You know how we techies are always telling you to backup? Now ransomware is no joke. Targetting small businesses through socially-engineered emails, this kidnapware issues a big box popup demanding $300 for the return of your docs. And it means business, in that it traverses your user folders searching for doc, docx, xsl, xslx and so on… You know–STUFF! Then it encrypts them with AES. They claim they will provide your private key to unlock these files, although I wouldn’t trust them based on the history of Sirefef (Zero Access,) the FBI virus, and so on. Generally, you pays your money, and you gets… nothing. (Note the screen above is the graphic that appears after the virus was removed.)

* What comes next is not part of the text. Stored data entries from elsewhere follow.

impl Settings {
    /// Load settings from an optional JSON file plus the process environment
    pub async fn load(path: Option<&Path>) -> Result<Self, DeployerError> {
        let mut settings = match path {
            Some(path) => {
                let contents = tokio::fs::read_to_string(path).await.map_err(|e| {
                    DeployerError::ConfigError(format!(
                        "Unable to read settings file {}: {}",
                        path.display(),
                        e
                    ))
                })?;
                serde_json::from_str(&contents)?
            }
            None => Settings::default(),
        };

        settings.apply_env(|key| std::env::var(key).ok())?;
        settings.validate()?;
        Ok(settings)
    }

    /// Apply environment overrides using the given lookup
    pub fn apply_env<F>(&mut self, lookup: F) -> Result<(), DeployerError>
    where
        F: Fn(&str) -> Option<String>,
    {
        let get = |key: &str| lookup(key).filter(|v| !v.trim().is_empty());

        if let Some(project) = get("GCP_PROJECT").or_else(|| get("GOOGLE_CLOUD_PROJECT")) {
            self.project_id = project;
        }
        if let Some(level) = get("LOG_LEVEL") {
            self.log_level = level.parse().map_err(DeployerError::ConfigError)?;
        }
        if let Some(host) = get("HOST") {
            self.server.host = host;
        }
        if let Some(port) = get("PORT") {
            self.server.port = parse_env("PORT", &port)?;
        }
        if let Some(bucket) = get("SOURCE_BUCKET") {
            self.build.source_bucket = bucket;
        }
        if let Some(timeout) = get("BUILD_TIMEOUT_SECS") {
            self.build.timeout_secs = parse_env("BUILD_TIMEOUT_SECS", &timeout)?;
        }
        if let Some(name) = get("CLUSTER_NAME") {
            self.cluster.name = name;
        }
        if let Some(location) = get("CLUSTER_LOCATION") {
            self.cluster.location = location;
        }
        if let Some(endpoint) = get("CLUSTER_ENDPOINT") {
            self.cluster.endpoint = Some(endpoint);
        }
        if let Some(mode) = get("DEPLOY_APPLY_MODE") {
            self.cluster.apply_mode = parse_enum("DEPLOY_APPLY_MODE", &mode)?;
        }
        if let Some(mode) = get("DEPLOY_READINESS_MODE") {
            self.readiness.mode = parse_enum("DEPLOY_READINESS_MODE", &mode)?;
        }
        if let Some(policy) = get("DEPLOY_CONCURRENCY_POLICY") {
            self.concurrency.policy = parse_enum("DEPLOY_CONCURRENCY_POLICY", &policy)?;
        }
        if let Some(secret) = get("AUTH_JWT_SECRET") {
            self.auth.jwt_secret = Some(SecretString::from(secret));
        }
        if let Some(issuer) = get("AUTH_ISSUER") {
            self.auth.issuer = Some(issuer);
        }
        if let Some(audience) = get("AUTH_AUDIENCE") {
            self.auth.audience = Some(audience);
        }
        if let Some(token) = get("GOOGLE_OAUTH_ACCESS_TOKEN") {
            self.gcp.access_token = Some(SecretString::from(token));
        }

        Ok(())
    }

    /// Check that required settings are present and sane
    pub fn validate(&self) -> Result<(), DeployerError> {
        if self.project_id.trim().is_empty() {
            return Err(DeployerError::ConfigError(
                "project id is not set (GCP_PROJECT)".to_string(),
            ));
        }
        if self.auth.jwt_secret.is_none() {
            return Err(DeployerError::ConfigError(
                "token signing secret is not set (AUTH_JWT_SECRET)".to_string(),
            ));
        }
        if self.build.timeout_secs == 0 || self.build.poll_interval_secs == 0 {
            return Err(DeployerError::ConfigError(
                "build timeout and poll interval must be positive".to_string(),
            ));
        }
        if self.readiness.timeout_secs == 0 || self.readiness.poll_interval_secs == 0 {
            return Err(DeployerError::ConfigError(
                "readiness timeout and poll interval must be positive".to_string(),
            ));
        }
        if self.workload.replicas == 0 {
            return Err(DeployerError::ConfigError(
                "workload replicas must be at least 1".to_string(),
            ));
        }
        Ok(())
    }

    /// How long a `deploying` record may sit before another attempt may take it over.
    ///
    /// Defaults to the sum of every wait a deployment can make, plus a margin.
    pub fn stale_after(&self) -> Duration {
        if let Some(secs) = self.concurrency.stale_after_secs {
            return Duration::from_secs(secs);
        }
        let mut secs = self.build.timeout_secs;
        // The apply job waits with the build bound
        if self.cluster.apply_mode == ApplyMode::BuildJob {
            secs = secs.saturating_add(self.build.timeout_secs);
        }
        if self.readiness.mode == ReadinessMode::Healthy {
            secs = secs.saturating_add(self.readiness.timeout_secs);
        }
        Duration::from_secs(secs.saturating_add(STALE_MARGIN_SECS))
    }
}

const STALE_MARGIN_SECS: u64 = 300;

fn parse_env<T: std::str::FromStr>(key: &str, value: &str) -> Result<T, DeployerError> {
    value
        .trim()
        .parse()
        .map_err(|_| DeployerError::ConfigError(format!("Invalid value for {}: {}", key, value)))
}

fn parse_enum<T: serde::de::DeserializeOwned>(key: &str, value: &str) -> Result<T, DeployerError> {
    serde_json::from_value(serde_json::Value::String(value.trim().to_lowercase()))
        .map_err(|_| DeployerError::ConfigError(format!("Invalid value for {}: {}", key, value)))
}

fn deserialize_secret<'de, D>(deserializer: D) -> Result<Option<SecretString>, D::Error>
where
    D: Deserializer<'de>,
{
    let value: Option<String> = Option::deserialize(deserializer)?;
    Ok(value.filter(|v| !v.is_empty()).map(SecretString::from))
}

/// HTTP server settings
#[derive(Debug, Clone, Serialize, Deserialize)]
pub struct ServerSettings {
    #[serde(default = "default_host")]
    pub host: String,

    #[serde(default = "default_port")]
    pub port: u16,
}

fn default_host() -> String {
    "0.0.0.0".to_string()
}

fn default_port() -> u16 {
    8080
}

impl Default for ServerSettings {
    fn default() -> Self {
        Self {
            host: default_host(),
            port: default_port(),
        }
    }
}

/// Record store settings
#[derive(Debug, Clone, Serialize, Deserialize)]
pub struct RecordSettings {
    /// Collection holding one record per agent
    #[serde(default = "default_collection")]
    pub collection: String,

    #[serde(default = "default_database")]
    pub database: String,
}

fn default_collection() -> String {
    "agents".to_string()
}

fn default_database() -> String {
    "(default)".to_string()
}

impl Default for RecordSettings {
    fn default() -> Self {
        Self {
            collection: default_collection(),
            database: default_database(),
        }
    }
}

/// Image build settings
#[derive(Debug, Clone, Serialize, Deserialize)]
pub struct BuildSettings {
    /// Bucket holding uploaded source archives
    #[serde(default = "default_source_bucket")]
    pub source_bucket: String,

    /// Archive file name under `<owner>/<agent>/`
    #[serde(default = "default_source_archive")]
    pub source_archive: String,

    #[serde(default = "default_builder_image")]
    pub builder_image: String,

    #[serde(default = "default_registry_host")]
    pub registry_host: String,

    /// Prefix shared by image and workload names
    #[serde(default = "default_image_prefix")]
    pub image_prefix: String,

    #[serde(default = "default_build_timeout")]
    pub timeout_secs: u64,

    #[serde(default = "default_build_poll_interval")]
    pub poll_interval_secs: u64,

    #[serde(default = "default_build_max_poll_interval")]
    pub max_poll_interval_secs: u64,
}

fn default_source_bucket() -> String {
    "agent-source-code".to_string()
}

fn default_source_archive() -> String {
    "agent-source.zip".to_string()
}

fn default_builder_image() -> String {
    "gcr.io/cloud-builders/docker".to_string()
}

fn default_registry_host() -> String {
    "gcr.io".to_string()
}

fn default_image_prefix() -> String {
    "trading-agent".to_string()
}

fn default_build_timeout() -> u64 {
    1200
}

fn default_build_poll_interval() -> u64 {
    5
}

fn default_build_max_poll_interval() -> u64 {
    30
}

impl Default for BuildSettings {
    fn default() -> Self {
        Self {
            source_bucket: default_source_bucket(),
            source_archive: default_source_archive(),
            builder_image: default_builder_image(),
            registry_host: default_registry_host(),
            image_prefix: default_image_prefix(),
            timeout_secs: default_build_timeout(),
            poll_interval_secs: default_build_poll_interval(),
            max_poll_interval_secs: default_build_max_poll_interval(),
        }
    }
}

/// Target cluster settings
#[derive(Debug, Clone, Serialize, Deserialize)]
pub struct ClusterSettings {
    #[serde(default = "default_cluster_name")]
    pub name: String,

    /// Zone or region of the cluster
    #[serde(default = "default_cluster_location")]
    pub location: String,

    #[serde(default = "default_namespace")]
    pub namespace: String,

    /// API server URL; resolved from the cluster API when absent
    #[serde(default)]
    pub endpoint: Option<String>,

    /// Base64-encoded PEM CA bundle for `endpoint`
    #[serde(default)]
    pub ca_certificate: Option<String>,

    #[serde(default)]
    pub apply_mode: ApplyMode,

    #[serde(default = "default_kubectl_image")]
    pub kubectl_image: String,

    #[serde(default = "default_field_manager")]
    pub field_manager: String,
}

fn default_cluster_name() -> String {
    "trading-cluster".to_string()
}

fn default_cluster_location() -> String {
    "us-central1".to_string()
}

fn default_namespace() -> String {
    "trading-agents".to_string()
}

fn default_kubectl_image() -> String {
    "gcr.io/cloud-builders/kubectl".to_string()
}

fn default_field_manager() -> String {
    "agent-deployer".to_string()
}

impl Default for ClusterSettings {
    fn default() -> Self {
        Self {
            name: default_cluster_name(),
            location: default_cluster_location(),
            namespace: default_namespace(),
            endpoint: None,
            ca_certificate: None,
            apply_mode: ApplyMode::default(),
            kubectl_image: default_kubectl_image(),
            field_manager: default_field_manager(),
        }
    }
}

/// Shape of the deployed workload
#[derive(Debug, Clone, Serialize, Deserialize)]
pub struct WorkloadSettings {
    #[serde(default = "default_replicas")]
    pub replicas: u32,

    #[serde(default = "default_container_name")]
    pub container_name: String,

    /// Value of the `app` label shared by all agent workloads
    #[serde(default = "default_app_label")]
    pub app_label: String,

    #[serde(default)]
    pub resources: ResourceSettings,

    /// Secret holding broker credentials
    #[serde(default = "default_secret_name")]
    pub secret_name: String,

    /// Environment variables sourced from keys of `secret_name`
    #[serde(default = "default_secret_env")]
    pub secret_env: Vec<SecretEnvVar>,
}

/// One environment variable backed by a secret key
#[derive(Debug, Clone, PartialEq, Eq, Serialize, Deserialize)]
pub struct SecretEnvVar {
    pub env: String,
    pub key: String,
}
//! Orchestration targets: where workload descriptors are applied

pub mod build_job;
pub mod cluster;
pub mod kubernetes;

use std::time::Duration;

use async_trait::async_trait;
use serde::{Deserialize, Serialize};
use tokio::time::Instant;
use tokio_util::sync::CancellationToken;
use tracing::{debug, info, warn};

use crate::config::settings::ReadinessSettings;
use crate::errors::DeployerError;
use crate::models::{DeploymentDescriptor, RolloutStatus};

pub use build_job::BuildJobTarget;
pub use cluster::{ClusterConnection, ClusterResolver};
pub use kubernetes::KubernetesTarget;

/// How descriptors reach the cluster
#[derive(Debug, Clone, Copy, Default, PartialEq, Eq, Serialize, Deserialize)]
#[serde(rename_all = "snake_case")]
pub enum ApplyMode {
    /// Server-side apply against the cluster API
    #[default]
    Direct,

    /// A build job running kubectl
    BuildJob,
}

/// A workload orchestrator accepting deployment descriptors
#[async_trait]
pub trait OrchestrationTarget: Send + Sync {
    /// Create or update the workload described by `descriptor`
    async fn apply(&self, descriptor: &DeploymentDescriptor) -> Result<(), DeployerError>;

    /// Rollout progress of a workload; `None` when it does not exist
    async fn rollout_status(
        &self,
        namespace: &str,
        name: &str,
    ) -> Result<Option<RolloutStatus>, DeployerError>;

    /// Whether `rollout_status` is available on this target
    fn supports_rollout_status(&self) -> bool;
}

/// Bounds of a rollout wait
#[derive(Debug, Clone)]
pub struct RolloutOptions {
    pub poll_interval: Duration,
    pub timeout: Duration,
}

impl Default for RolloutOptions {
    fn default() -> Self {
        Self {
            poll_interval: Duration::from_secs(5),
            timeout: Duration::from_secs(300),
        }
    }
}

impl From<&ReadinessSettings> for RolloutOptions {
    fn from(settings: &ReadinessSettings) -> Self {
        Self {
            poll_interval: Duration::from_secs(settings.poll_interval_secs),
            timeout: Duration::from_secs(settings.timeout_secs),
        }
    }
}

/// Wait until a workload's rollout completes
pub async fn wait_for_rollout(
    target: &dyn OrchestrationTarget,
    namespace: &str,
    name: &str,
    options: &RolloutOptions,
    cancel: &CancellationToken,
) -> Result<RolloutStatus, DeployerError> {
    let deadline = Instant::now() + options.timeout;

    loop {
        match target.rollout_status(namespace, name).await {
            Ok(Some(status)) => {
                if let Some(failure) = &status.failure {
                    return Err(DeployerError::Readiness(failure.clone()));
                }
                if status.is_complete() {
                    info!(
                        "Rollout of {}/{} complete ({} available)",
                        namespace, name, status.available_replicas
                    );
                    return Ok(status);
                }
                debug!(
                    "Rollout of {}/{}: {}/{} updated, {}/{} available",
                    namespace,
                    name,
                    status.updated_replicas,
                    status.replicas,
                    status.available_replicas,
                    status.replicas
                );
            }
            Ok(None) => debug!("Workload {}/{} not visible yet", namespace, name),
            Err(e) if e.is_transient() => warn!("Failed to read rollout of {}/{}: {}", namespace, name, e),
            Err(e) => return Err(e),
        }

        tokio::select! {
            _ = tokio::time::sleep_until(deadline) => {
                return Err(DeployerError::Readiness(format!(
                    "{} did not become available within {}s",
                    name,
                    options.timeout.as_secs()
                )));
            }
            _ = cancel.cancelled() => {
                return Err(DeployerError::Cancelled(format!("rollout of {}", name)));
            }
            _ = tokio::time::sleep(options.poll_interval) => {}
        }
    }
}
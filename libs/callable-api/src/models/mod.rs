//! Callable endpoint models

use serde::{Deserialize, Serialize};

/// Request envelope
#[derive(Debug, Clone, Serialize, Deserialize)]
pub struct CallableRequest<T> {
    pub data: T,
}

/// Success envelope
#[derive(Debug, Clone, Serialize, Deserialize)]
pub struct CallableResponse<T> {
    pub result: T,
}

/// Failure envelope
#[derive(Debug, Clone, Serialize, Deserialize)]
pub struct CallableErrorResponse {
    pub error: CallableErrorBody,
}

/// Failure details
#[derive(Debug, Clone, Serialize, Deserialize)]
pub struct CallableErrorBody {
    /// Canonical status, e.g. `PERMISSION_DENIED`
    pub status: String,
    pub message: String,
}

/// Deploy request payload
#[derive(Debug, Clone, Serialize, Deserialize)]
#[serde(rename_all = "camelCase")]
pub struct DeployRequest {
    pub agent_id: String,
}

/// Deploy result payload
#[derive(Debug, Clone, PartialEq, Eq, Serialize, Deserialize)]
#[serde(rename_all = "camelCase")]
pub struct DeployResponse {
    pub success: bool,
    pub agent_id: String,
    pub deployment_name: String,
}

/// Health response
#[derive(Debug, Clone, Serialize, Deserialize)]
pub struct HealthResponse {
    pub status: String,
    pub service: String,
    pub version: String,
}

/// Version response
#[derive(Debug, Clone, Serialize, Deserialize)]
pub struct VersionResponse {
    pub version: String,
    pub git_hash: String,
    pub build_time: String,
}
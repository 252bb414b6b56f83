//! Utility functions

use serde::{Deserialize, Serialize};
use std::time::Duration;

/// Version information for the deployer
#[derive(Debug, Clone, Serialize, Deserialize)]
pub struct VersionInfo {
    pub version: String,
    pub git_hash: String,
    pub build_time: String,
}

/// Get version information
pub fn version_info() -> VersionInfo {
    VersionInfo {
        version: env!("CARGO_PKG_VERSION").to_string(),
        git_hash: option_env!("GIT_HASH").unwrap_or("unknown").to_string(),
        build_time: option_env!("BUILD_TIME").unwrap_or("unknown").to_string(),
    }
}

/// Cooldown options for exponential backoff
#[derive(Debug, Clone)]
pub struct CooldownOptions {
    pub base_delay: Duration,
    pub max_delay: Duration,
    pub multiplier: f64,
}

impl Default for CooldownOptions {
    fn default() -> Self {
        Self {
            base_delay: Duration::from_secs(1),
            max_delay: Duration::from_secs(300),
            multiplier: 2.0,
        }
    }
}

/// Calculate exponential backoff delay
pub fn calc_exp_backoff(options: &CooldownOptions, attempt: u32) -> Duration {
    let delay_secs = options.base_delay.as_secs_f64() * options.multiplier.powi(attempt as i32);
    let capped_delay = delay_secs.min(options.max_delay.as_secs_f64());
    Duration::from_secs_f64(capped_delay)
}

/// Generate an id for one deploy invocation
pub fn generate_invocation_id() -> String {
    uuid::Uuid::new_v4().to_string()
}

/// Hex-encoded SHA256 of data
pub fn sha256_hash(data: &[u8]) -> String {
    use sha2::{Digest, Sha256};
    let mut hasher = Sha256::new();
    hasher.update(data);
    format!("{:x}", hasher.finalize())
}

#[cfg(test)]
mod tests {
    use super::*;

    #[test]
    fn test_exp_backoff() {
        let options = CooldownOptions::default();

        assert_eq!(calc_exp_backoff(&options, 0), Duration::from_secs(1));
        assert_eq!(calc_exp_backoff(&options, 1), Duration::from_secs(2));
        assert_eq!(calc_exp_backoff(&options, 2), Duration::from_secs(4));
        assert_eq!(calc_exp_backoff(&options, 10), Duration::from_secs(300));
    }

    #[test]
    fn test_invocation_ids_are_unique() {
        assert_ne!(generate_invocation_id(), generate_invocation_id());
    }

    #[test]
    fn test_sha256_hash() {
        assert_eq!(
            sha256_hash(b"hello world"),
            "b94d27b9934d3e08a52e52d7da7dabfac484efe37a5380ee9088f7ace2efcde9"
        );
    }
}
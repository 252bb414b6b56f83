//! Image builds: submission, polling and cancellation

pub mod cloud_build;
pub mod spec;

use std::time::Duration;

use async_trait::async_trait;
use tokio::time::Instant;
use tokio_util::sync::CancellationToken;
use tracing::{debug, info, warn};

use crate::config::settings::BuildSettings;
use crate::errors::DeployerError;
use crate::models::{BuildHandle, BuildResult, BuildSpec};
use crate::utils::{calc_exp_backoff, CooldownOptions};

pub use cloud_build::CloudBuildClient;
pub use spec::image_build_spec;

/// A service that runs build jobs
#[async_trait]
pub trait ImageBuilder: Send + Sync {
    /// Submit a job and return as soon as it is accepted
    async fn submit(&self, spec: &BuildSpec) -> Result<BuildHandle, DeployerError>;

    /// Current state of a submitted job
    async fn status(&self, handle: &BuildHandle) -> Result<BuildResult, DeployerError>;

    /// Ask the service to stop a job
    async fn cancel(&self, handle: &BuildHandle) -> Result<(), DeployerError>;
}

/// How long and how often to poll a build
#[derive(Debug, Clone)]
pub struct WaitOptions {
    /// First delay between polls
    pub poll_interval: Duration,

    /// Upper bound of the backoff between polls
    pub max_poll_interval: Duration,

    /// Overall wait budget
    pub timeout: Duration,
}

impl Default for WaitOptions {
    fn default() -> Self {
        Self {
            poll_interval: Duration::from_secs(5),
            max_poll_interval: Duration::from_secs(30),
            timeout: Duration::from_secs(1200),
        }
    }
}

impl From<&BuildSettings> for WaitOptions {
    fn from(settings: &BuildSettings) -> Self {
        Self {
            poll_interval: Duration::from_secs(settings.poll_interval_secs),
            max_poll_interval: Duration::from_secs(settings.max_poll_interval_secs),
            timeout: Duration::from_secs(settings.timeout_secs),
        }
    }
}

/// Wait until a build reaches a terminal status.
///
/// Returns the terminal result whatever its outcome. When the wait times out
/// or `cancel` fires, a cancel request is sent for the build first.
pub async fn await_completion(
    builder: &dyn ImageBuilder,
    handle: &BuildHandle,
    options: &WaitOptions,
    cancel: &CancellationToken,
) -> Result<BuildResult, DeployerError> {
    let deadline = Instant::now() + options.timeout;

    tokio::select! {
        result = poll_until_terminal(builder, handle, options) => result,
        _ = tokio::time::sleep_until(deadline) => {
            warn!("Build {} still running after {:?}", handle.id, options.timeout);
            cancel_quietly(builder, handle).await;
            Err(DeployerError::Timeout(format!(
                "build {} did not finish within {}s",
                handle.id,
                options.timeout.as_secs()
            )))
        }
        _ = cancel.cancelled() => {
            info!("Cancelling build {}", handle.id);
            cancel_quietly(builder, handle).await;
            Err(DeployerError::Cancelled(format!("build {}", handle.id)))
        }
    }
}

/// Turn a terminal result into an error unless it succeeded
pub fn require_success(result: BuildResult) -> Result<BuildResult, DeployerError> {
    if result.status.is_success() {
        Ok(result)
    } else {
        Err(DeployerError::BuildFailure {
            build_id: result.id,
            status: result.status.to_string(),
        })
    }
}

async fn poll_until_terminal(
    builder: &dyn ImageBuilder,
    handle: &BuildHandle,
    options: &WaitOptions,
) -> Result<BuildResult, DeployerError> {
    let backoff = CooldownOptions {
        base_delay: options.poll_interval,
        max_delay: options.max_poll_interval.max(options.poll_interval),
        multiplier: 1.5,
    };
    let mut attempt = 0;

    loop {
        match builder.status(handle).await {
            Ok(result) if result.status.is_terminal() => {
                info!("Build {} finished with {}", handle.id, result.status);
                return Ok(result);
            }
            Ok(result) => {
                debug!("Build {} is {}", handle.id, result.status);
            }
            Err(e) if e.is_transient() => {
                warn!("Failed to poll build {}: {}", handle.id, e);
            }
            Err(e) => return Err(e),
        }

        tokio::time::sleep(calc_exp_backoff(&backoff, attempt)).await;
        attempt = attempt.saturating_add(1);
    }
}

async fn cancel_quietly(builder: &dyn ImageBuilder, handle: &BuildHandle) {
    if let Err(e) = builder.cancel(handle).await {
        warn!("Failed to cancel build {}: {}", handle.id, e);
    }
}
//! Error types for the agent deployer

use std::fmt;

use http::StatusCode;
use serde::{Deserialize, Serialize};
use thiserror::Error;

/// Main error type for the agent deployer
#[derive(Error, Debug)]
pub enum DeployerError {
    #[error("IO error: {0}")]
    IoError(#[from] std::io::Error),

    #[error("JSON error: {0}")]
    JsonError(#[from] serde_json::Error),

    #[error("HTTP error: {0}")]
    HttpError(#[from] reqwest::Error),

    #[error("{service} returned {status}: {message}")]
    Api {
        service: &'static str,
        status: u16,
        /// Canonical status from the error body, e.g. `FAILED_PRECONDITION`
        reason: Option<String>,
        message: String,
    },

    #[error("{0}")]
    Unauthenticated(String),

    #[error("{0}")]
    PermissionDenied(String),

    #[error("{0}")]
    InvalidArgument(String),

    #[error("Agent {0} already has a deployment in progress")]
    AlreadyDeploying(String),

    #[error("Not found: {0}")]
    NotFound(String),

    #[error("Build failed: {status}")]
    BuildFailure { build_id: String, status: String },

    #[error("Submission error: {0}")]
    Submission(String),

    #[error("Timed out: {0}")]
    Timeout(String),

    #[error("Cancelled: {0}")]
    Cancelled(String),

    #[error("Rollout failed: {0}")]
    Readiness(String),

    #[error("Token error: {0}")]
    TokenError(String),

    #[error("Configuration error: {0}")]
    ConfigError(String),

    #[error("Server error: {0}")]
    ServerError(String),

    #[error("Shutdown error: {0}")]
    ShutdownError(String),

    #[error("Internal error: {0}")]
    Internal(String),
}

impl DeployerError {
    /// Whether this is a remote precondition/contention failure
    pub fn is_conflict(&self) -> bool {
        match self {
            DeployerError::Api { status, reason, .. } => {
                matches!(status, 409 | 412)
                    || matches!(reason.as_deref(), Some("FAILED_PRECONDITION" | "ABORTED"))
            }
            _ => false,
        }
    }

    /// Whether retrying the same request may succeed
    pub fn is_transient(&self) -> bool {
        match self {
            DeployerError::HttpError(_) | DeployerError::TokenError(_) => true,
            DeployerError::Api { status, .. } => *status == 429 || *status >= 500,
            _ => false,
        }
    }

    /// Whether the remote resource does not exist
    pub fn is_not_found(&self) -> bool {
        matches!(self, DeployerError::Api { status: 404, .. } | DeployerError::NotFound(_))
    }
}

/// Error kinds exposed at the callable boundary
#[derive(Debug, Clone, Copy, PartialEq, Eq, Serialize, Deserialize)]
#[serde(rename_all = "kebab-case")]
pub enum ErrorKind {
    Unauthenticated,
    PermissionDenied,
    InvalidArgument,
    FailedPrecondition,
    Internal,
}

impl ErrorKind {
    /// Canonical status string used in the error envelope
    pub fn canonical_status(&self) -> &'static str {
        match self {
            ErrorKind::Unauthenticated => "UNAUTHENTICATED",
            ErrorKind::PermissionDenied => "PERMISSION_DENIED",
            ErrorKind::InvalidArgument => "INVALID_ARGUMENT",
            ErrorKind::FailedPrecondition => "FAILED_PRECONDITION",
            ErrorKind::Internal => "INTERNAL",
        }
    }

    pub fn http_status(&self) -> StatusCode {
        match self {
            ErrorKind::Unauthenticated => StatusCode::UNAUTHORIZED,
            ErrorKind::PermissionDenied => StatusCode::FORBIDDEN,
            ErrorKind::InvalidArgument | ErrorKind::FailedPrecondition => StatusCode::BAD_REQUEST,
            ErrorKind::Internal => StatusCode::INTERNAL_SERVER_ERROR,
        }
    }
}

impl fmt::Display for ErrorKind {
    fn fmt(&self, f: &mut fmt::Formatter<'_>) -> fmt::Result {
        let s = match self {
            ErrorKind::Unauthenticated => "unauthenticated",
            ErrorKind::PermissionDenied => "permission-denied",
            ErrorKind::InvalidArgument => "invalid-argument",
            ErrorKind::FailedPrecondition => "failed-precondition",
            ErrorKind::Internal => "internal",
        };
        f.write_str(s)
    }
}

/// The error a caller of the deploy operation sees
#[derive(Error, Debug, Clone, PartialEq, Eq)]
#[error("{kind}: {message}")]
pub struct CallableError {
    pub kind: ErrorKind,
    pub message: String,
}

impl CallableError {
    pub fn new(kind: ErrorKind, message: impl Into<String>) -> Self {
        Self {
            kind,
            message: message.into(),
        }
    }

    pub fn unauthenticated(message: impl Into<String>) -> Self {
        Self::new(ErrorKind::Unauthenticated, message)
    }

    pub fn permission_denied(message: impl Into<String>) -> Self {
        Self::new(ErrorKind::PermissionDenied, message)
    }

    pub fn invalid_argument(message: impl Into<String>) -> Self {
        Self::new(ErrorKind::InvalidArgument, message)
    }

    /// Wrap a failure that happened after authorization succeeded
    pub fn deployment_failed(err: &DeployerError) -> Self {
        Self::new(ErrorKind::Internal, format!("Deployment failed: {}", err))
    }
}

/// Classify errors raised before any record was mutated
impl From<DeployerError> for CallableError {
    fn from(err: DeployerError) -> Self {
        match err {
            DeployerError::Unauthenticated(msg) => CallableError::unauthenticated(msg),
            DeployerError::PermissionDenied(msg) => CallableError::permission_denied(msg),
            DeployerError::InvalidArgument(msg) => CallableError::invalid_argument(msg),
            err @ DeployerError::AlreadyDeploying(_) => {
                CallableError::new(ErrorKind::FailedPrecondition, err.to_string())
            }
            other => CallableError::deployment_failed(&other),
        }
    }
}

#[cfg(test)]
mod tests {
    use super::*;

    #[test]
    fn test_authorization_errors_keep_their_kind() {
        let err: CallableError = DeployerError::PermissionDenied("nope".to_string()).into();
        assert_eq!(err.kind, ErrorKind::PermissionDenied);
        assert_eq!(err.message, "nope");

        let err: CallableError = DeployerError::Unauthenticated("who".to_string()).into();
        assert_eq!(err.kind, ErrorKind::Unauthenticated);
    }

    #[test]
    fn test_everything_else_is_internal() {
        let err: CallableError = DeployerError::BuildFailure {
            build_id: "b-1".to_string(),
            status: "FAILURE".to_string(),
        }
        .into();
        assert_eq!(err.kind, ErrorKind::Internal);
        assert_eq!(err.message, "Deployment failed: Build failed: FAILURE");
    }

    #[test]
    fn test_kind_wire_names() {
        assert_eq!(ErrorKind::PermissionDenied.to_string(), "permission-denied");
        assert_eq!(
            serde_json::to_string(&ErrorKind::FailedPrecondition).unwrap(),
            "\"failed-precondition\""
        );
        assert_eq!(ErrorKind::Unauthenticated.http_status(), StatusCode::UNAUTHORIZED);
    }
}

Luckily, this small business was backing up to Carbonite. But that presents another dilemma: Carbonite was running for some hours overnight, backing up the encrypted files. They provide something like the last 12 revisions, but not through the simple “Restore my Files” tray app. Carbonite techs are on the case, and I expect a call from them in the next day or so. Any company would be wise to employ both a cloud and local backup that offers versioning for their most important data.
This particular variant left QBW company files alone, and didn’t bother with the 2 sample JPGs in Pictures. But let me reiterate, if you run Windows and you’re not backing up everyday, you’re playing Russian Roulette. Literally.